What is the Chemistry of Essential Oils?

Distillation of essential oils began over a thousand years ago.
Distillation of essential oils began over a thousand years ago.

Essential oils are Mother Nature’s volatile aromatic compounds. They are generated within flowers, shrubs, roots, trees, bushes and seeds. They are extracted from these plants through distillation of one sort or another. The power of an essential oil is determined in the constituents and synergy of the bio-constituents in the oil. Each essential oil can be composed of 200 to 500 different bio-constituents. In fact, the same plant grown in different geographical areas can be quite different in its bio-constituents. Because essential oils are composed of potentially hundreds of different constituents, each oil can exert many different effects on the body.

Essential oils can penetrate our cell membranes and disperse throughout the blood and tissues. This is because the lipid-soluble (fat) structure of essential oils is similar to the makeup of all of the cell membranes in our bodies. This, and the small structure of its molecules, makes it relatively easy for the oils to be absorbed. This makes penetration into our cells much easier. In fact, it’s believed that essential oils can travel throughout the body in a matter of minutes when applied topically to the feet or other soft tissues.

Powerful Influence of Aromatherapy

Aromatic molecules influence the emotional center of the brain - The Limbic System
Aromatic molecules influence the emotional center of the brain – The Limbic System

Healthcare practitioners who use essential oils and aromatherapy believe that the fragrance of an essential oil directly affects everything from our emotional state to our lifespan. This makes sense since a lot of our drugs from pharmaceutical companies originally were derived from specific chemicals found in nature. Hippocrates learned to reduce fever by having people chew willow leaves (natural source of aspirin). The exact details of how essential oils and aromatherapy interact with our sense of smell is not known, but scientists feel that these bio-constituents react with specific receptor sites.
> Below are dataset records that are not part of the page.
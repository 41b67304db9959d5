use clap::Parser;
use std::error::Error;
use std::path::PathBuf;
use std::sync::Arc;
use std::time::Duration;
use tunnel_netsettings::engine::{
    CommandHandler, DryRunTunnel, FileRoutingEngine, Reconciler, RoutingEngine,
    SharedFileNotifier,
};
use tunnel_netsettings::{compute_settings, output, TunnelOptions};

/// Compute and (dry-run) apply tunnel network settings.
#[derive(Parser, Debug)]
#[command(version, about)]
struct Args {
    /// Tunnel options JSON file
    #[arg(long, env = "TUNNEL_OPTIONS")]
    options: Option<PathBuf>,

    /// Routing-engine running-info JSON file
    #[arg(long, env = "TUNNEL_FACTS")]
    facts: PathBuf,

    /// Directory shared with the host for error reporting
    #[arg(long, env = "TUNNEL_STATE_DIR", default_value = ".")]
    state_dir: PathBuf,

    /// Keep running and re-check the facts file every N seconds
    #[arg(long)]
    watch: Option<u64>,

    /// Run one host command, e.g. '{"command":"last_settings"}'
    #[arg(long)]
    command: Option<String>,
}

#[tokio::main]
async fn main() -> Result<(), Box<dyn Error>> {
    // Do as little as possible in main.rs as it can't contain any tests
    dotenv::dotenv().ok();
    log4rs::init_file("log4rs.yml", Default::default())?;
    log::info!("#Start main()");

    let args = Args::parse();
    let options = match &args.options {
        Some(path) => TunnelOptions::load(path)?,
        None => TunnelOptions::default(),
    };

    let engine = Arc::new(FileRoutingEngine::new(&args.facts));
    let tunnel = Arc::new(DryRunTunnel::new(3));
    let notifier = Arc::new(SharedFileNotifier::new(&args.state_dir));
    let reconciler = Reconciler::spawn(engine.clone(), tunnel, notifier, options.clone());

    if let Err(e) = reconciler.reassert().await {
        log::error!("Initial reassert failed: {e}");
    }
    print_current(&engine, &options, &reconciler).await;

    if let Some(request) = &args.command {
        let handler = CommandHandler::new(
            reconciler.clone(),
            engine.clone(),
            options.log_file.as_ref().map(PathBuf::from),
        );
        println!("{}", handler.handle_json(request).await);
    }

    if let Some(secs) = args.watch {
        let mut interval = tokio::time::interval(Duration::from_secs(secs.max(1)));
        let mut seen = engine.modified();
        loop {
            tokio::select! {
                _ = interval.tick() => {
                    let modified = engine.modified();
                    if modified != seen {
                        seen = modified;
                        log::info!("Facts file changed");
                        reconciler.facts_changed();
                    }
                }
                _ = tokio::signal::ctrl_c() => {
                    log::info!("Ctrl+C received, shutting down");
                    break;
                }
            }
        }
        print_current(&engine, &options, &reconciler).await;
    }

    reconciler.shutdown();
    reconciler.closed().await;
    Ok(())
}

async fn print_current(
    engine: &FileRoutingEngine,
    options: &TunnelOptions,
    reconciler: &Reconciler,
) {
    let facts = engine.running_info().unwrap_or_default();
    match compute_settings(&facts, options) {
        Ok(settings) => {
            let applied = reconciler.last_snapshot().await.ok().flatten();
            output::print_settings(&settings, applied.as_ref());
        }
        Err(e) => log::warn!("No desired settings to show: {e}"),
    }
}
What we know is this – when a fragrance is inhaled, the airborne odor molecules travel from our nostrils to the olfactory epithelium (center of our smell). From there, an impulse is sent from the olfactory bulb to other parts of the brain through the limbic system. Because our limbic system is directly connected to the parts of the brain that control our heart rate, breathing, memory, hormone balance, and stress levels, essential oils and aromatherapy can have a profound affect on our bodies, both physiologically and psychologically.